What to produce: Filter the data for lines with the word "scanner" and copy those lines.

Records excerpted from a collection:
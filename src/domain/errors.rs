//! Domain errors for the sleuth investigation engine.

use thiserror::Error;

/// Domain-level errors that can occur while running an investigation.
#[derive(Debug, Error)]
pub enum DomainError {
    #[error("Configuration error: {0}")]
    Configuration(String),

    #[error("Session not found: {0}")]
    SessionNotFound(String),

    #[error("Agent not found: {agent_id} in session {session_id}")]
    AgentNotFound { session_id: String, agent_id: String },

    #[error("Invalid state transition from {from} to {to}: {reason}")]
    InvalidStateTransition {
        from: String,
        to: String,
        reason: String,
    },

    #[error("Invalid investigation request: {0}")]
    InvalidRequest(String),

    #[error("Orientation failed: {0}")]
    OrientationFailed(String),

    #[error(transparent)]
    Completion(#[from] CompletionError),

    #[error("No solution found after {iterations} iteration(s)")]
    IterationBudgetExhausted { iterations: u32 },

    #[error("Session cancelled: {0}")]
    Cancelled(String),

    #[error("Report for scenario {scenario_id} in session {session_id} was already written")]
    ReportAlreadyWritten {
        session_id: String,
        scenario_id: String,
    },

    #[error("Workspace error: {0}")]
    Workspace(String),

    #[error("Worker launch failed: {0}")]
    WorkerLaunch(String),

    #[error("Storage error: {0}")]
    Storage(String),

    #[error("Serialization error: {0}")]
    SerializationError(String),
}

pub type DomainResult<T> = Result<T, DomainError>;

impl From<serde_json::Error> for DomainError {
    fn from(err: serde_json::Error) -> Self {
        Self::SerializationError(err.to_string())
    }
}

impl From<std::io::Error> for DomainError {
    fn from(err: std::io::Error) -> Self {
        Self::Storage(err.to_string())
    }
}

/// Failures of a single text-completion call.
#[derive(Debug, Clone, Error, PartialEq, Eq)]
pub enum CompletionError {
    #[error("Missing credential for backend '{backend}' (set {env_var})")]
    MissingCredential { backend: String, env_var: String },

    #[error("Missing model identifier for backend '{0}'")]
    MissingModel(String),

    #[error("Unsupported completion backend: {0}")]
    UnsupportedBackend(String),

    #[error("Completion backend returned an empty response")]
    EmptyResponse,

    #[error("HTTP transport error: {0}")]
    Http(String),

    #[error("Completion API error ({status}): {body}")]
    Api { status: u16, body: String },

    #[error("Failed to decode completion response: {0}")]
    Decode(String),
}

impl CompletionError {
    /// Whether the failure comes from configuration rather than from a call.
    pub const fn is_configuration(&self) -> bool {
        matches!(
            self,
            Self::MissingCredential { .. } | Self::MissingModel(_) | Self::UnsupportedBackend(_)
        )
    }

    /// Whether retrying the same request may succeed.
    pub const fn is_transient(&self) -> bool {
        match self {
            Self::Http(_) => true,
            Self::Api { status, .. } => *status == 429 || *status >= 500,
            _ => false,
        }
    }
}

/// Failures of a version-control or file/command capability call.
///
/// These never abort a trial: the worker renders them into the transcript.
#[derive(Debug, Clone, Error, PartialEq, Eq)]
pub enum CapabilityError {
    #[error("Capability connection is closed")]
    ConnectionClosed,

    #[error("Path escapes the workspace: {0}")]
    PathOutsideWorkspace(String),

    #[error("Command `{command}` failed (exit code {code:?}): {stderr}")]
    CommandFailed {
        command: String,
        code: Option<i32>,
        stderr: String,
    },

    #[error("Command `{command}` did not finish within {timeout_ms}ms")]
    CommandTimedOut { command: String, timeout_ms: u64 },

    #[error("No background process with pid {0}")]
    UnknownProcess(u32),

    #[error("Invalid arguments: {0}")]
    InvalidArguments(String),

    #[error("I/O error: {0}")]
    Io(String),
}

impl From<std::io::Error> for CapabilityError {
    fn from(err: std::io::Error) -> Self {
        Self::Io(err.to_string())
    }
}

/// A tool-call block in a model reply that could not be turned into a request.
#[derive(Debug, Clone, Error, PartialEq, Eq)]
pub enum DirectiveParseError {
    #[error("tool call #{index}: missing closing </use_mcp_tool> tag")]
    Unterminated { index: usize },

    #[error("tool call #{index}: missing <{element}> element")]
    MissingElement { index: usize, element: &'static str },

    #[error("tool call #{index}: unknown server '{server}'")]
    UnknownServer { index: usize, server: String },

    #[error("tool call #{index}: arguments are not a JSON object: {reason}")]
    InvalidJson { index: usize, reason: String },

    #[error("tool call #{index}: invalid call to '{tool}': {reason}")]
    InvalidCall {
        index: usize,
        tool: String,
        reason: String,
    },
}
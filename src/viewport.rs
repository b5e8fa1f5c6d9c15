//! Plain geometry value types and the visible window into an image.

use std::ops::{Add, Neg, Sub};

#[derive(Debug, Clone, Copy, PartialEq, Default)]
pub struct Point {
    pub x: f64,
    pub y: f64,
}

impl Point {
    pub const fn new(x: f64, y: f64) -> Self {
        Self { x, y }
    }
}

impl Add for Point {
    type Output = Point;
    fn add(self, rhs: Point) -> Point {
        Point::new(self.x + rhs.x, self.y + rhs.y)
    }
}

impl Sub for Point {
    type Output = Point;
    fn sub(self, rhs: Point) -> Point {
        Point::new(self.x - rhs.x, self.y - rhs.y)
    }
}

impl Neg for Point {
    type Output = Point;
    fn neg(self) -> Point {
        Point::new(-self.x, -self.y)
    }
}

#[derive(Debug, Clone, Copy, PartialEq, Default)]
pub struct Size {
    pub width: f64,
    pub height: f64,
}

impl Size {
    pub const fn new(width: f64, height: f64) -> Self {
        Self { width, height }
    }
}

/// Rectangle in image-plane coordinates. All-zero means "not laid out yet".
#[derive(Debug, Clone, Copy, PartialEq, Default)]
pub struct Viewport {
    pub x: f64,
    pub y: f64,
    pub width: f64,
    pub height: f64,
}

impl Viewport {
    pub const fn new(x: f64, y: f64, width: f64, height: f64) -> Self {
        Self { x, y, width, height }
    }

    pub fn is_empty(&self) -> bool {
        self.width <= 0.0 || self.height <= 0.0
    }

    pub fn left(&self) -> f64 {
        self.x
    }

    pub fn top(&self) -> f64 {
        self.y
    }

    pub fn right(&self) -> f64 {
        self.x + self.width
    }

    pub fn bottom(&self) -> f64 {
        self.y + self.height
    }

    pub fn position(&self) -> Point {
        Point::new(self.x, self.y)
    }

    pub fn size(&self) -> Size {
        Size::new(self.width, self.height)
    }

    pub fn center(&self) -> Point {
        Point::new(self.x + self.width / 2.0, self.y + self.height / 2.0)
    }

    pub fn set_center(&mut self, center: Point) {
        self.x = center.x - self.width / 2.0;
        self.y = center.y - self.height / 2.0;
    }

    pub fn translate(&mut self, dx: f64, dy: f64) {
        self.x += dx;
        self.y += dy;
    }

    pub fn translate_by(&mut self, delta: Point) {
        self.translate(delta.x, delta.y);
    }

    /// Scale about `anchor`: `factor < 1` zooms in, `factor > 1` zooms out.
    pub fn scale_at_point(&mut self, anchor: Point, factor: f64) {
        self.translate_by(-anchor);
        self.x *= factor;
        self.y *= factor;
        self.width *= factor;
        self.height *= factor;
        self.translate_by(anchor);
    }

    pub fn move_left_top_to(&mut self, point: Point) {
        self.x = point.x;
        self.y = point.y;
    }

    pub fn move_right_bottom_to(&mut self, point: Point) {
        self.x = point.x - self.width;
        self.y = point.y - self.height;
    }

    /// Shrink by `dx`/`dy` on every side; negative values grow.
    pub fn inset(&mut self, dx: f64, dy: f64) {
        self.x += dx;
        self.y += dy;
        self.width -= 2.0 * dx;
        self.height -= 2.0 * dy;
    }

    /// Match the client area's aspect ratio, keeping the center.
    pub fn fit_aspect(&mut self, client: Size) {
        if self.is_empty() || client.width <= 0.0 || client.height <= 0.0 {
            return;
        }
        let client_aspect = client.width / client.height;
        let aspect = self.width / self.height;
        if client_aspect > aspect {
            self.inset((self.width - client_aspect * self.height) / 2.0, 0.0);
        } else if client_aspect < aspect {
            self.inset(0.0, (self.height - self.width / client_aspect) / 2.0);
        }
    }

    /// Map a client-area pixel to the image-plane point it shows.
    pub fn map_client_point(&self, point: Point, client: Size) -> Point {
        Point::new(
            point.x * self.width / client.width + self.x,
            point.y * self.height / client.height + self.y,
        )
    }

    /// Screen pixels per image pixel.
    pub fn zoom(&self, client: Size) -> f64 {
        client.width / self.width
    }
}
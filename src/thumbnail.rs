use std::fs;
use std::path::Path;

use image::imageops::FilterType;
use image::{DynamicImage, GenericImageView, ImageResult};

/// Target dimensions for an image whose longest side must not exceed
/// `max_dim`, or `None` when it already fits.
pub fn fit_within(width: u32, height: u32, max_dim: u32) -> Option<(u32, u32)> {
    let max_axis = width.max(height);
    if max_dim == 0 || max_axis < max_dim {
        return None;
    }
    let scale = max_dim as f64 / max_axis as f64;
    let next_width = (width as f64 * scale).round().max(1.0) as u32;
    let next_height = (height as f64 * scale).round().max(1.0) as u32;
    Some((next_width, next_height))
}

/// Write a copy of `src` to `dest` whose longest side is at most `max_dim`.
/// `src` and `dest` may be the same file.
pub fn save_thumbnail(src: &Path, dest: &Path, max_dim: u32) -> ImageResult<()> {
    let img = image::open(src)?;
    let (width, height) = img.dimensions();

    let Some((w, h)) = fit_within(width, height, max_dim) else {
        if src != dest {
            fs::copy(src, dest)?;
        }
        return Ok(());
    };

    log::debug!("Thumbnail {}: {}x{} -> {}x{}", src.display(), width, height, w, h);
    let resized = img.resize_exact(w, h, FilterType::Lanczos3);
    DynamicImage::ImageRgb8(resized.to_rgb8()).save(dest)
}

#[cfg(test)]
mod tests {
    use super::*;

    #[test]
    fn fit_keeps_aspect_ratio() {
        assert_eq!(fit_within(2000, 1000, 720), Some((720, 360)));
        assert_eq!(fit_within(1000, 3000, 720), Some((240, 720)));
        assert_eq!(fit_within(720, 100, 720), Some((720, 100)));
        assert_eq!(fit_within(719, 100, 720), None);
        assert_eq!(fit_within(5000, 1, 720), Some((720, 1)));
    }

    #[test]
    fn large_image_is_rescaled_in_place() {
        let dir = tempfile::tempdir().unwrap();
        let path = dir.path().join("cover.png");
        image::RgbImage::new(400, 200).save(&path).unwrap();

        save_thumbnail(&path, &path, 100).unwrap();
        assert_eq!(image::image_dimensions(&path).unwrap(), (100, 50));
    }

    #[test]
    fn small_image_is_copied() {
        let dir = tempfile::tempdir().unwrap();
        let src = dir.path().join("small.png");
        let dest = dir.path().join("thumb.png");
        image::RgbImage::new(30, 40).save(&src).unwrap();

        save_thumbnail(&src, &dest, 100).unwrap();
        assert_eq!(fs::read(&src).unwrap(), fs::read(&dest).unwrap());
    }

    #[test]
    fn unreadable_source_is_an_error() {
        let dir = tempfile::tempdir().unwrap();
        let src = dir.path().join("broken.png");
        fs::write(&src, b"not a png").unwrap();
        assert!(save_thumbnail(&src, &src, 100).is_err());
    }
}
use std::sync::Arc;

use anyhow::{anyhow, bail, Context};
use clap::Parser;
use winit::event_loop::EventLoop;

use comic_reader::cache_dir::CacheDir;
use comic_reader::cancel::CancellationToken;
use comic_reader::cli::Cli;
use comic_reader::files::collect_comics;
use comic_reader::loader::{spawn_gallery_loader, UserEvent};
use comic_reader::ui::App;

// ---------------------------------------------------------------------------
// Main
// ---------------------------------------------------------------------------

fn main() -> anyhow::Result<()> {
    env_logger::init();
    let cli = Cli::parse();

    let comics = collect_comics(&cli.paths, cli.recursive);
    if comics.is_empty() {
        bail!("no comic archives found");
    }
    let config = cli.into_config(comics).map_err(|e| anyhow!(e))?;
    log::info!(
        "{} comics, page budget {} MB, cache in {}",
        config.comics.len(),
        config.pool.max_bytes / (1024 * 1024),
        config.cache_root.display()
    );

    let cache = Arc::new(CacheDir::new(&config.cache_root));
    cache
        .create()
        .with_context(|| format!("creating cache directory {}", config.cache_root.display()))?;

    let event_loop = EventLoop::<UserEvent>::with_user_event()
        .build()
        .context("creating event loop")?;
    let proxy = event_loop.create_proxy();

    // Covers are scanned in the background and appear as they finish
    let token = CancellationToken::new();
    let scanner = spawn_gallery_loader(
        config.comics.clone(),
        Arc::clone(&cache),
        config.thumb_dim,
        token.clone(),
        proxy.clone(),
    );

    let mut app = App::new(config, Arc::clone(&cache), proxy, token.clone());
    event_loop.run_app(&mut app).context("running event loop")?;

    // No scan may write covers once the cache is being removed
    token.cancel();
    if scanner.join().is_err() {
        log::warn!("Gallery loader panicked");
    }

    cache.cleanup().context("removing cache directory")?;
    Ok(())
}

Answer below:
    let scanner = spawn_gallery_loader(
    if scanner.join().is_err() {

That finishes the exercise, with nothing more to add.